### The task:
Set down the listing below verbatim, but only from its first line through the line containing "use crate::emitter::Acceptor;".

____________

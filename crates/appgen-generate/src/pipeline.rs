//! Build pipeline assembly.
//!
//! A [`Pipeline`] ties a source to the strategy chosen for it and turns the
//! pair into draft platform objects: the output image repository, a tracking
//! repository for the base image, the build definition and, unless the build
//! only produces artifacts, a deployment definition.

use crate::emitter::Acceptor;
use appgen_core::object::{
    API_VERSION, BuildConfig, BuildOutput, BuildParameters, BuildSource, BuildStrategy,
    BuildTrigger, CustomBuildStrategy, DeploymentConfig, DeploymentTemplate, DeploymentTrigger,
    DockerBuildStrategy, GitBuildSource, ImageReference, ImageRepository, SourceBuildStrategy,
    object_meta,
};
use appgen_core::{
    BuildStrategyRef, Error, GeneratedObject, ImageRef, ImageSource, ObjectKind, Result, SourceRef,
    StrategyKind,
};
use k8s_openapi::api::core::v1::{Container, ContainerPort, EnvVar, PodSpec, PodTemplateSpec};
use k8s_openapi::apimachinery::pkg::apis::meta::v1::ObjectMeta;
use std::collections::BTreeMap;
use tracing::{debug, info};

/// Label selecting the pods of a deployment.
pub const DEPLOYMENT_LABEL: &str = "deploymentconfig";

/// Tag the build output is pushed to and deployed from.
pub const OUTPUT_TAG: &str = "latest";

/// Runtime settings of the deployment that accompanies a build.
#[derive(Debug, Clone, PartialEq, Eq, Default)]
pub struct DeploymentPlan {
    pub env: BTreeMap<String, String>,
    pub ports: Vec<u16>,
}

/// A source, the strategy that builds it and the deployment that runs it.
#[derive(Debug, Clone)]
pub struct Pipeline {
    pub name: String,
    pub base: Option<ImageRef>,
    pub source: SourceRef,
    pub strategy: BuildStrategyRef,
    pub deployment: Option<DeploymentPlan>,
}

impl Pipeline {
    pub fn new(
        name: &str,
        base: Option<ImageRef>,
        strategy: BuildStrategyRef,
        source: SourceRef,
    ) -> Result<Self> {
        if name.is_empty() {
            return Err(Error::PipelineConsistency("pipeline name is empty".to_string()));
        }

        match strategy.kind {
            StrategyKind::BuilderImage | StrategyKind::CustomTooling if base.is_none() => {
                return Err(Error::PipelineConsistency(format!(
                    "{} strategy for {} has no base image",
                    strategy.kind, name
                )));
            }
            StrategyKind::ContainerNative
                if strategy
                    .context_dir
                    .as_deref()
                    .is_some_and(|c| c.trim().is_empty()) =>
            {
                return Err(Error::PipelineConsistency(format!(
                    "container-native strategy for {} has no context",
                    name
                )));
            }
            _ => {}
        }

        if let (Some(base), Some(strategy_base)) = (&base, &strategy.base) {
            if base.name != strategy_base.name {
                return Err(Error::PipelineConsistency(format!(
                    "base image {} does not match strategy base {}",
                    base.pull_spec(),
                    strategy_base.pull_spec()
                )));
            }
        }

        debug!(name = %name, strategy = %strategy.kind, source = %source, "Assembling pipeline");
        Ok(Self {
            name: name.to_string(),
            base,
            source,
            strategy,
            deployment: None,
        })
    }

    /// Decide whether the output runs, recording a deployment plan if so.
    ///
    /// The deployment environment is the base image's environment overlaid
    /// with `env`; on conflicting keys `env` wins.
    pub fn needs_deployment(&mut self, env: &BTreeMap<String, String>) -> bool {
        if self.strategy.is_build_only() {
            info!(name = %self.name, "Build only produces artifacts, skipping deployment");
            self.deployment = None;
            return false;
        }

        let mut merged = self
            .base
            .as_ref()
            .map(|b| b.env.clone())
            .unwrap_or_default();
        merged.extend(env.iter().map(|(k, v)| (k.clone(), v.clone())));

        self.deployment = Some(DeploymentPlan {
            env: merged,
            ports: self.strategy.exposed_ports(),
        });
        true
    }

    /// Draft objects, filtered through `acceptor`.
    pub fn objects(&self, acceptor: &mut dyn Acceptor) -> Vec<GeneratedObject> {
        let mut drafts = vec![GeneratedObject::ImageRepository(image_repository(
            &self.name, None,
        ))];

        // Platform streams already exist; only registry images need one created.
        if let Some(base) = self
            .base
            .as_ref()
            .filter(|b| b.source == ImageSource::Registry)
        {
            drafts.push(GeneratedObject::ImageRepository(image_repository(
                &base.name.name,
                Some(tracked_repository(base)),
            )));
        }

        drafts.push(GeneratedObject::BuildConfig(self.build_config()));

        if let Some(plan) = &self.deployment {
            drafts.push(GeneratedObject::DeploymentConfig(self.deployment_config(plan)));
        }

        drafts.into_iter().filter(|o| acceptor.accept(o)).collect()
    }

    fn build_config(&self) -> BuildConfig {
        let from = self.base.as_ref().map(base_reference);

        let mut triggers = Vec::new();
        if let (Some(base), Some(from)) = (&self.base, &from) {
            if base.is_tracked() {
                triggers.push(BuildTrigger::ImageChange {
                    from: from.clone(),
                    tag: base.name.tag_or_default().to_string(),
                });
            }
        }
        triggers.push(BuildTrigger::ConfigChange);

        let options = &self.strategy.options;
        let mut strategy = BuildStrategy {
            kind: self.strategy.kind,
            docker_strategy: None,
            source_strategy: None,
            custom_strategy: None,
        };
        match (self.strategy.kind, from) {
            (StrategyKind::ContainerNative, from) => {
                strategy.docker_strategy = Some(DockerBuildStrategy {
                    no_cache: options.no_cache,
                    from,
                });
            }
            (StrategyKind::BuilderImage, Some(from)) => {
                strategy.source_strategy = Some(SourceBuildStrategy {
                    from,
                    incremental: options.incremental,
                });
            }
            (StrategyKind::CustomTooling, Some(from)) => {
                strategy.custom_strategy = Some(CustomBuildStrategy {
                    from,
                    expose_docker_socket: true,
                    env: BTreeMap::new(),
                });
            }
            // Pipeline::new rejects image based strategies without a base.
            (_, None) => {}
        }

        let git = self.source.uri().map(|uri| GitBuildSource {
            uri: uri.to_string(),
            git_ref: self.source.git_ref.clone(),
        });
        let source = BuildSource {
            source_type: if git.is_some() { "Git" } else { "Binary" }.to_string(),
            git,
            context_dir: join_context(
                self.source.context_dir.as_deref(),
                self.strategy.context_dir.as_deref(),
            ),
        };

        BuildConfig {
            api_version: API_VERSION.to_string(),
            kind: ObjectKind::BuildConfig.to_string(),
            metadata: object_meta(&self.name),
            triggers,
            parameters: BuildParameters {
                source,
                strategy,
                output: BuildOutput {
                    to: ImageReference::image_repository(&self.name, None),
                },
            },
        }
    }

    fn deployment_config(&self, plan: &DeploymentPlan) -> DeploymentConfig {
        let selector = BTreeMap::from([(DEPLOYMENT_LABEL.to_string(), self.name.clone())]);

        let ports: Vec<ContainerPort> = plan
            .ports
            .iter()
            .map(|port| ContainerPort {
                container_port: i32::from(*port),
                protocol: Some("TCP".to_string()),
                ..Default::default()
            })
            .collect();
        let env: Vec<EnvVar> = plan
            .env
            .iter()
            .map(|(name, value)| EnvVar {
                name: name.clone(),
                value: Some(value.clone()),
                ..Default::default()
            })
            .collect();

        let container = Container {
            name: self.name.clone(),
            image: Some(format!("{}:{}", self.name, OUTPUT_TAG)),
            ports: Some(ports).filter(|p| !p.is_empty()),
            env: Some(env).filter(|e| !e.is_empty()),
            ..Default::default()
        };

        DeploymentConfig {
            api_version: API_VERSION.to_string(),
            kind: ObjectKind::DeploymentConfig.to_string(),
            metadata: object_meta(&self.name),
            triggers: vec![
                DeploymentTrigger::ConfigChange,
                DeploymentTrigger::ImageChange {
                    automatic: true,
                    container_names: vec![self.name.clone()],
                    from: ImageReference::image_repository(&self.name, None),
                    tag: OUTPUT_TAG.to_string(),
                },
            ],
            template: DeploymentTemplate {
                strategy: "Recreate".to_string(),
                replicas: 1,
                selector: selector.clone(),
                template: PodTemplateSpec {
                    metadata: Some(ObjectMeta {
                        labels: Some(selector),
                        ..Default::default()
                    }),
                    spec: Some(PodSpec {
                        containers: vec![container],
                        ..Default::default()
                    }),
                },
            },
        }
    }
}

fn image_repository(name: &str, docker_image_repository: Option<String>) -> ImageRepository {
    ImageRepository {
        api_version: API_VERSION.to_string(),
        kind: ObjectKind::ImageRepository.to_string(),
        metadata: object_meta(name),
        docker_image_repository,
    }
}

/// Pull location of a tracked base, without tag or digest.
fn tracked_repository(base: &ImageRef) -> String {
    match &base.name.registry {
        Some(registry) => format!("{}/{}", registry, base.name.repository()),
        None => base.name.repository(),
    }
}

/// How the build definition refers to its base image.
fn base_reference(base: &ImageRef) -> ImageReference {
    match &base.source {
        ImageSource::Platform { namespace } => {
            ImageReference::image_repository(&base.name.name, Some(namespace.clone()))
        }
        ImageSource::Registry => ImageReference::image_repository(&base.name.name, None),
        ImageSource::LocalRuntime | ImageSource::Declared => {
            ImageReference::docker_image(base.pull_spec())
        }
    }
}

fn join_context(source: Option<&str>, strategy: Option<&str>) -> Option<String> {
    let parts: Vec<&str> = [source, strategy]
        .into_iter()
        .flatten()
        .map(|p| p.trim_matches('/'))
        .filter(|p| !p.is_empty() && *p != ".")
        .collect();
    if parts.is_empty() {
        None
    } else {
        Some(parts.join("/"))
    }
}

____________

### Answer section:
filename crates/appgen-generate/src/pipeline.rs
//! Build pipeline assembly.
//!
//! A [`Pipeline`] ties a source to the strategy chosen for it and turns the
//! pair into draft platform objects: the output image repository, a tracking
//! repository for the base image, the build definition and, unless the build
//! only produces artifacts, a deployment definition.

use crate::emitter::Acceptor;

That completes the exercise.